Arm Intervention/treatment
Experimental: Neuroma Graft
In this arm, participants have already had partial muscle grafts placed on the amputated nerves to control neuroma growth. The investigators will place small electrodes percutaneously into the muscle grafts to record EMG signals and electrically stimulate the implanted nerves.
Other: Fine wire EMG electrodes
Electrodes placed either in partial muscle grafts or in intact muscle to record and stimulate

Experimental: Prosthetic Control Graft
In this arm, participants will have an initial surgery to place partial muscle grafts on the amputated nerves.
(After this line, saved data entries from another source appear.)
//! DynamoDB request builders and response unmarshalers

use aws_sdk_dynamodb::operation::get_item::builders::GetItemInputBuilder;
use aws_sdk_dynamodb::operation::get_item::{GetItemInput, GetItemOutput};
use aws_sdk_dynamodb::operation::put_item::builders::PutItemInputBuilder;
use aws_sdk_dynamodb::operation::put_item::PutItemInput;
use aws_sdk_dynamodb::operation::scan::builders::ScanInputBuilder;
use aws_sdk_dynamodb::operation::scan::{ScanInput, ScanOutput};
use aws_sdk_dynamodb::types::AttributeValue;
use serde::de::DeserializeOwned;
use serde::Serialize;
use serde_json::Value;

use crate::dynamodb::attribute::{marshal_item, to_attribute_value, unmarshal_item, Item};
use crate::error::{Error, Result};

/// Filter used by [`new_scan_input`]
pub const SCAN_FILTER_EXPRESSION: &str = "#key = :value";

/// Build a put-item request storing `input` in `table`
pub fn new_put_item_input<T: Serialize>(input: &T, table: &str) -> Result<PutItemInputBuilder> {
    if table.is_empty() {
        return Err(Error::empty("table"));
    }
    let item = marshal_item(input)?;
    if item.is_empty() {
        return Err(Error::empty("input"));
    }

    Ok(PutItemInput::builder()
        .table_name(table)
        .set_item(Some(item)))
}

/// Build a get-item request for the item whose string key `key_name` equals `key_value`
pub fn new_get_item_input(
    table: &str,
    key_name: &str,
    key_value: &str,
) -> Result<GetItemInputBuilder> {
    if table.is_empty() {
        return Err(Error::empty("table"));
    }
    if key_name.is_empty() {
        return Err(Error::empty("key_name"));
    }
    if key_value.is_empty() {
        return Err(Error::empty("key_value"));
    }

    Ok(GetItemInput::builder()
        .table_name(table)
        .key(key_name, AttributeValue::S(key_value.to_string())))
}

/// Build a scan request filtering on `key_name = key_value`
pub fn new_scan_input<V: Serialize + ?Sized>(
    table: &str,
    key_name: &str,
    key_value: &V,
) -> Result<ScanInputBuilder> {
    if table.is_empty() {
        return Err(Error::empty("table"));
    }
    if key_name.is_empty() {
        return Err(Error::empty("key_name"));
    }

    let value = serde_json::to_value(key_value)?;
    if matches!(&value, Value::Null) || matches!(&value, Value::String(s) if s.is_empty()) {
        return Err(Error::empty("key_value"));
    }

    Ok(ScanInput::builder()
        .table_name(table)
        .filter_expression(SCAN_FILTER_EXPRESSION)
        .expression_attribute_names("#key", key_name)
        .expression_attribute_values(":value", to_attribute_value(value)))
}

/// Unmarshal the item carried by a get-item response
pub fn unmarshal_get_item_output<T: DeserializeOwned>(output: &GetItemOutput) -> Result<T> {
    let item = output
        .item()
        .filter(|item| !item.is_empty())
        .ok_or(Error::EmptyResult { param: "item" })?;

    unmarshal_item(item)
}

/// Unmarshal every item returned by a scan
pub fn unmarshal_scan_output<T: DeserializeOwned>(output: &ScanOutput) -> Result<Vec<T>> {
    output.items().iter().map(unmarshal_item).collect()
}

/// Unmarshal the new image of a DynamoDB stream record
pub fn unmarshal_stream_image<T: DeserializeOwned>(new_image: &Item) -> Result<T> {
    if new_image.is_empty() {
        return Err(Error::empty("new_image"));
    }

    unmarshal_item(new_image)
}

#[cfg(test)]
mod tests {
    use super::*;
    use crate::error::ErrorKind;
    use serde::Deserialize;

    #[derive(Debug, Default, Serialize, Deserialize, PartialEq)]
    struct Record {
        some_param: String,
        #[serde(skip_serializing_if = "Option::is_none")]
        count: Option<i64>,
    }

    fn record() -> Record {
        Record {
            some_param: "primary".to_string(),
            count: Some(7),
        }
    }

    #[test]
    fn test_put_item_input() {
        let builder = new_put_item_input(&record(), "records").unwrap();
        assert_eq!(builder.get_table_name().as_deref(), Some("records"));

        let item = builder.get_item().as_ref().unwrap();
        assert_eq!(item["some_param"], AttributeValue::S("primary".to_string()));
        assert_eq!(item["count"], AttributeValue::N("7".to_string()));
    }

    #[test]
    fn test_put_item_input_missing_parameters() {
        let err = new_put_item_input(&record(), "").unwrap_err();
        assert_eq!(err.param(), Some("table"));

        let err = new_put_item_input(&"not a map", "").unwrap_err();
        assert_eq!(err.kind(), ErrorKind::EmptyParameter);
        assert_eq!(err.param(), Some("table"));

        let empty = serde_json::json!({});
        let err = new_put_item_input(&empty, "records").unwrap_err();
        assert_eq!(err.kind(), ErrorKind::EmptyParameter);
        assert_eq!(err.param(), Some("input"));
    }

    #[test]
    fn test_get_item_input() {
        let builder = new_get_item_input("records", "some_param", "primary").unwrap();
        assert_eq!(builder.get_table_name().as_deref(), Some("records"));
        let key = builder.get_key().as_ref().unwrap();
        assert_eq!(key["some_param"], AttributeValue::S("primary".to_string()));
    }

    #[test]
    fn test_get_item_input_missing_parameters() {
        let cases = [
            (("", "k", "v"), "table"),
            (("t", "", "v"), "key_name"),
            (("t", "k", ""), "key_value"),
        ];
        for ((table, key_name, key_value), param) in cases {
            let err = new_get_item_input(table, key_name, key_value).unwrap_err();
            assert_eq!(err.kind(), ErrorKind::EmptyParameter);
            assert_eq!(err.param(), Some(param));
        }
    }

    #[test]
    fn test_scan_input_uses_placeholders() {
        let builder = new_scan_input("records", "count", &7).unwrap();
        assert_eq!(
            builder.get_filter_expression().as_deref(),
            Some(SCAN_FILTER_EXPRESSION)
        );
        let names = builder.get_expression_attribute_names().as_ref().unwrap();
        assert_eq!(names["#key"], "count");
        let values = builder.get_expression_attribute_values().as_ref().unwrap();
        assert_eq!(values[":value"], AttributeValue::N("7".to_string()));
    }

    #[test]
    fn test_scan_input_missing_parameters() {
        assert_eq!(
            new_scan_input("", "k", "v").unwrap_err().param(),
            Some("table")
        );
        assert_eq!(
            new_scan_input("t", "", "v").unwrap_err().param(),
            Some("key_name")
        );
        assert_eq!(
            new_scan_input("t", "k", &Option::<String>::None)
                .unwrap_err()
                .param(),
            Some("key_value")
        );
        assert_eq!(
            new_scan_input("t", "k", "").unwrap_err().param(),
            Some("key_value")
        );
    }

    #[test]
    fn test_put_then_get_roundtrip() {
        let original = record();
        let put = new_put_item_input(&original, "records").unwrap();
        let item = put.get_item().clone();

        let output = GetItemOutput::builder().set_item(item).build();
        let back: Record = unmarshal_get_item_output(&output).unwrap();
        assert_eq!(back, original);
    }

    #[test]
    fn test_get_item_output_without_item() {
        let output = GetItemOutput::builder().build();
        let err = unmarshal_get_item_output::<Record>(&output).unwrap_err();
        assert_eq!(err.kind(), ErrorKind::EmptyResult);
    }

    #[test]
    fn test_scan_output_unmarshals_every_item() {
        let first = marshal_item(&record()).unwrap();
        let second = marshal_item(&Record {
            some_param: "secondary".to_string(),
            count: None,
        })
        .unwrap();

        let output = ScanOutput::builder().items(first).items(second).build();
        let records: Vec<Record> = unmarshal_scan_output(&output).unwrap();
        assert_eq!(records.len(), 2);
        assert_eq!(records[1].some_param, "secondary");
        assert_eq!(records[1].count, None);

        let empty: Vec<Record> = unmarshal_scan_output(&ScanOutput::builder().build()).unwrap();
        assert!(empty.is_empty());
    }

    #[test]
    fn test_stream_image() {
        let image = marshal_item(&record()).unwrap();
        let back: Record = unmarshal_stream_image(&image).unwrap();
        assert_eq!(back, record());

        let err = unmarshal_stream_image::<Record>(&Item::new()).unwrap_err();
        assert_eq!(err.param(), Some("new_image"));
    }
}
After a healing period, the investigators will place small electrodes percutaneously into the muscle grafts to record EMG signals and electrically stimulate the implanted nerves.
Other: Fine wire EMG electrodes
Electrodes placed either in partial muscle grafts or in intact muscle to record and stimulate

Experimental: Able Bodied
The investigators will place small electrodes percutaneously into intact muscles in the arm to record EMG signals and electrically stimulate the intact nerves nearby.
Other: Fine wire EMG electrodes
Electrodes placed either in partial muscle grafts or in intact muscle to record and stimulate




Primary Outcome Measures :
  1. Amplitude of EMG signal [ Time Frame: <4 hours ]
  2. Number of separate sensory percepts evoked [ Time Frame: <4 hours ]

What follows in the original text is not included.